Os danos do uso de microplásticos em cosméticos



Os microplásticos, denominados também como microbeads, são minúsculas partículas de plástico sólido, fabricadas com menos de cinco milímetros de dimensão. Eles são frequentemente feitos de polietileno, mas também podem ser encontrados microbeads de polipropileno e poliestireno. Estas pequenas partículas estão presentes em diversos produtos cosméticos, como os esfoliantes corporais, cremes dentais, géis de banho e outros produtos com propriedades abrasivas. As empresas optam por usá-los por, por além de serem mais baratos que os esfoliantes naturais, promovem uma esfoliação mais suave.


Após o enxágue, esses plásticos poliméricos não biodegradáveis são lançados diretamente aos cursos de água e por serem tão pequenos, os microbeads acabam passando pelos filtros e até mesmo pelas estações de tratamento de esgotos, chegando por fim nos rios e oceanos e resultando em grandes consequências. Fora a poluição da água, já que são feitos de plástico e sua decomposição é demasiadamente lenta; os animais acabam absorvendo ou ingerindo estes microplásticos. Ademais, observou-se que quando os animais ingerem os microplásticos por acidente, a predação acaba sendo comprometida pois o material permanece no trato digestivo por muito mais tempo que os alimentos de sua dieta. Com a diminuição da predação, os organismos apresentam taxas inferiores de crescimento, reprodução e até mesmo sobrevivência.


Uma vez que estão sendo liberados no ambiente polímeros de diversas composições, tamanhos de partículas, formatos, densidade e persistência, é extremamente complexo avaliar as consequências para a saúde com essa grande quantidade de variáveis, e, assim, praticamente impossível estabelecer um limite seguro de resíduos.

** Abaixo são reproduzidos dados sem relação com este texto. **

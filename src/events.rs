//! Inter-engine events
//!
//! The order engine publishes lifecycle events on a broadcast bus; interested
//! observers (copy-trading dispatch, notifications) subscribe independently.
//! Lagging subscribers drop old events rather than back-pressuring the engine.

use rust_decimal::Decimal;
use tokio::sync::broadcast;

use crate::core_types::{Network, OrderId, Token, UserId};

/// A spot order reached COMPLETED with a recorded execution result.
#[derive(Debug, Clone)]
pub struct OrderCompleted {
    pub order_id: OrderId,
    pub user_id: UserId,
    pub network: Network,
    pub from_token: Token,
    pub to_token: Token,
    pub amount: Decimal,
    pub output_amount: Decimal,
    pub venue: String,
}

/// Broadcast bus for order lifecycle events.
#[derive(Clone)]
pub struct EventBus {
    tx: broadcast::Sender<OrderCompleted>,
}

impl EventBus {
    pub fn new(capacity: usize) -> Self {
        let (tx, _) = broadcast::channel(capacity);
        Self { tx }
    }

    /// Publish an event. Returns silently when nobody is subscribed.
    pub fn publish(&self, event: OrderCompleted) {
        let _ = self.tx.send(event);
    }

    pub fn subscribe(&self) -> broadcast::Receiver<OrderCompleted> {
        self.tx.subscribe()
    }
}

impl Default for EventBus {
    fn default() -> Self {
        Self::new(256)
    }
}
#[async_trait]
impl P2pStore for MemoryStore {
    async fn insert_p2p(&self, new: NewP2pOrder) -> Result<P2pOrder, StoreError> {
        let mut table = self.p2p.write().await;
        table.next_id += 1;
        let order = P2pOrder {
            id: table.next_id,
            maker_id: new.maker_id,
            taker_id: None,
            side: new.side,
            base_currency: new.base_currency,
            quote_currency: new.quote_currency,
            crypto_amount: new.crypto_amount,
            price: new.price,
            payment_method_id: new.payment_method_id,
            status: P2pStatus::Open,
            created_at: Utc::now(),
            expires_at: new.expires_at,
            dispute_reason: None,
        };
        table.rows.insert(order.id, order.clone());
        Ok(order)
    }

    async fn get_p2p(&self, id: P2pOrderId) -> Result<Option<P2pOrder>, StoreError> {
        Ok(self.p2p.read().await.rows.get(&id).cloned())
    }

    async fn transition_p2p(
        &self,
        id: P2pOrderId,
        expect: P2pStatus,
        to: P2pStatus,
        patch: P2pPatch,
    ) -> Result<Option<P2pOrder>, StoreError> {
        let mut table = self.p2p.write().await;
        let Some(row) = table.rows.get_mut(&id) else {
            return Ok(None);
        };
        if row.status != expect {
            return Ok(None);
        }
        row.status = to;
        if let Some(taker) = patch.taker_id {
            row.taker_id = Some(taker);
        }
        if let Some(reason) = patch.dispute_reason {
            row.dispute_reason = Some(reason);
        }
        Ok(Some(row.clone()))
    }

    async fn list_open(
        &self,
        side: P2pSide,
        filter: &OpenOrderFilter,
    ) -> Result<Vec<P2pOrder>, StoreError> {
        let table = self.p2p.read().await;
        let mut rows: Vec<P2pOrder> = table
            .rows
            .values()
            .filter(|o| o.status == P2pStatus::Open && o.side == side)
            .filter(|o| {
                filter
                    .base_currency
                    .as_ref()
                    .is_none_or(|t| &o.base_currency == t)
            })
            .filter(|o| {
                filter
                    .quote_currency
                    .as_ref()
                    .is_none_or(|t| &o.quote_currency == t)
            })
            .filter(|o| {
                filter
                    .payment_method_id
                    .as_ref()
                    .is_none_or(|m| &o.payment_method_id == m)
            })
            .cloned()
            .collect();
        // buyers shop cheap ads first; sellers shop expensive ones
        rows.sort_by(|a, b| {
            let by_price = match side {
                P2pSide::Buy => a.price.cmp(&b.price),
                P2pSide::Sell => b.price.cmp(&a.price),
            };
            by_price.then_with(|| a.created_at.cmp(&b.created_at))
        });
        Ok(rows)
    }

    async fn list_expired_open(&self, now: DateTime<Utc>) -> Result<Vec<P2pOrder>, StoreError> {
        let table = self.p2p.read().await;
        Ok(table
            .rows
            .values()
            .filter(|o| o.status == P2pStatus::Open && o.expires_at <= now)
            .cloned()
            .collect())
    }

    async fn list_by_status(&self, status: P2pStatus) -> Result<Vec<P2pOrder>, StoreError> {
        let table = self.p2p.read().await;
        Ok(table
            .rows
            .values()
            .filter(|o| o.status == status)
            .cloned()
            .collect())
    }

    async fn list_user_p2p(&self, user: UserId) -> Result<Vec<P2pOrder>, StoreError> {
        let table = self.p2p.read().await;
        let mut rows: Vec<P2pOrder> = table
            .rows
            .values()
            .filter(|o| o.maker_id == user || o.taker_id == Some(user))
            .cloned()
            .collect();
        rows.sort_by(|a, b| b.created_at.cmp(&a.created_at));
        Ok(rows)
    }

    async fn insert_message(
        &self,
        order_id: P2pOrderId,
        sender: UserId,
        text: &str,
    ) -> Result<P2pMessage, StoreError> {
        let mut table = self.p2p.write().await;
        table.next_message_id += 1;
        let message = P2pMessage {
            id: table.next_message_id,
            order_id,
            sender_id: sender,
            text: text.to_string(),
            created_at: Utc::now(),
        };
        table.messages.push(message.clone());
        Ok(message)
    }

    async fn list_messages(&self, order_id: P2pOrderId) -> Result<Vec<P2pMessage>, StoreError> {
        let table = self.p2p.read().await;
        Ok(table
            .messages
            .iter()
            .filter(|m| m.order_id == order_id)
            .cloned()
            .collect())
    }

    async fn insert_review(&self, review: Review) -> Result<(), StoreError> {
        let mut table = self.p2p.write().await;
        if table
            .reviews
            .iter()
            .any(|r| r.order_id == review.order_id && r.reviewer_id == review.reviewer_id)
        {
            return Err(StoreError::Duplicate("review"));
        }
        table.reviews.push(review);
        Ok(())
    }

    async fn list_order_reviews(&self, order_id: P2pOrderId) -> Result<Vec<Review>, StoreError> {
        let table = self.p2p.read().await;
        Ok(table
            .reviews
            .iter()
            .filter(|r| r.order_id == order_id)
            .cloned()
            .collect())
    }

    async fn p2p_user_stats(&self, user: UserId) -> Result<P2pUserStats, StoreError> {
        let table = self.p2p.read().await;
        let mut stats = P2pUserStats::default();
        for order in table.rows.values() {
            if !(order.maker_id == user || order.taker_id == Some(user)) {
                continue;
            }
            match order.status {
                P2pStatus::Completed => stats.completed_deals += 1,
                P2pStatus::Cancelled => stats.cancelled_deals += 1,
                _ => {}
            }
        }
        drop(table);

        // ratings come from the denormalized aggregate on the user row
        if let Some(u) = self.users.read().await.rows.get(&user) {
            stats.review_count = u.rating_count as u64;
            stats.average_rating = u.average_rating();
        }
        Ok(stats)
    }
}

#[async_trait]
impl UserStore for MemoryStore {
    async fn upsert_user(&self, id: UserId, username: Option<&str>) -> Result<User, StoreError> {
        let mut table = self.users.write().await;
        let now = Utc::now();
        let user = table
            .rows
            .entry(id)
            .and_modify(|u| {
                if let Some(name) = username {
                    u.username = Some(name.to_string());
                }
                u.last_active_at = now;
            })
            .or_insert_with(|| User {
                id,
                username: username.map(str::to_string),
                created_at: now,
                last_active_at: now,
                rating_count: 0,
                rating_sum: 0,
            });
        Ok(user.clone())
    }

    async fn get_user(&self, id: UserId) -> Result<Option<User>, StoreError> {
        Ok(self.users.read().await.rows.get(&id).cloned())
    }

    async fn touch_activity(&self, id: UserId) -> Result<(), StoreError> {
        if let Some(user) = self.users.write().await.rows.get_mut(&id) {
            user.last_active_at = Utc::now();
        }
        Ok(())
    }

    async fn count_active_since(&self, since: DateTime<Utc>) -> Result<u64, StoreError> {
        Ok(self
            .users
            .read()
            .await
            .rows
            .values()
            .filter(|u| u.last_active_at >= since)
            .count() as u64)
    }

    async fn list_user_ids(&self) -> Result<Vec<UserId>, StoreError> {
        Ok(self.users.read().await.rows.keys().copied().collect())
    }

    async fn add_rating(&self, user: UserId, rating: u8) -> Result<(), StoreError> {
        let mut table = self.users.write().await;
        if let Some(u) = table.rows.get_mut(&user) {
            u.rating_count += 1;
            u.rating_sum += rating as i64;
        }
        Ok(())
    }

    async fn followers_of(&self, leader: UserId) -> Result<Vec<FollowerRule>, StoreError> {
        Ok(self
            .users
            .read()
            .await
            .follower_rules
            .iter()
            .filter(|r| r.leader_id == leader && r.active)
            .cloned()
            .collect())
    }

    async fn upsert_follower_rule(&self, rule: FollowerRule) -> Result<(), StoreError> {
        let mut table = self.users.write().await;
        if let Some(existing) = table
            .follower_rules
            .iter_mut()
            .find(|r| r.follower_id == rule.follower_id && r.leader_id == rule.leader_id)
        {
            *existing = rule;
        } else {
            table.follower_rules.push(rule);
        }
        Ok(())
    }
}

Além disso, quanto menor for o tamanho da partícula, menos informações são encontradas sobre ela e maiores podem ser seus efeitos toxicológicos.


Logo, produtos adaptados a uma nova realidade deixarão de contribuir para o aumento de microplásticos no meio ambiente, preservando a vida marinha e terrestre, oferecendo um maior valor agregado aos consumidores modernos. Deste modo, atente-se ao rótulo dos produtos cosméticos e analise se neste está contido os seguintes compostos formadores dos microbeads: polyethilene, polypropilene, polyestirene, MMA e nylon-12.

Já existem alternativas sustentáveis para tentar evitar as micropartículas em algumas formulações; as empresas encontraram uma forma de substituir os esfoliantes que apresentam microplásticos por esfoliantes naturais, como sal marinho, açúcar, sementes moídas, café, fibras e outros materiais, que além de serem eficazes para esfoliação da pele, também ajudam a preservar o meio ambiente.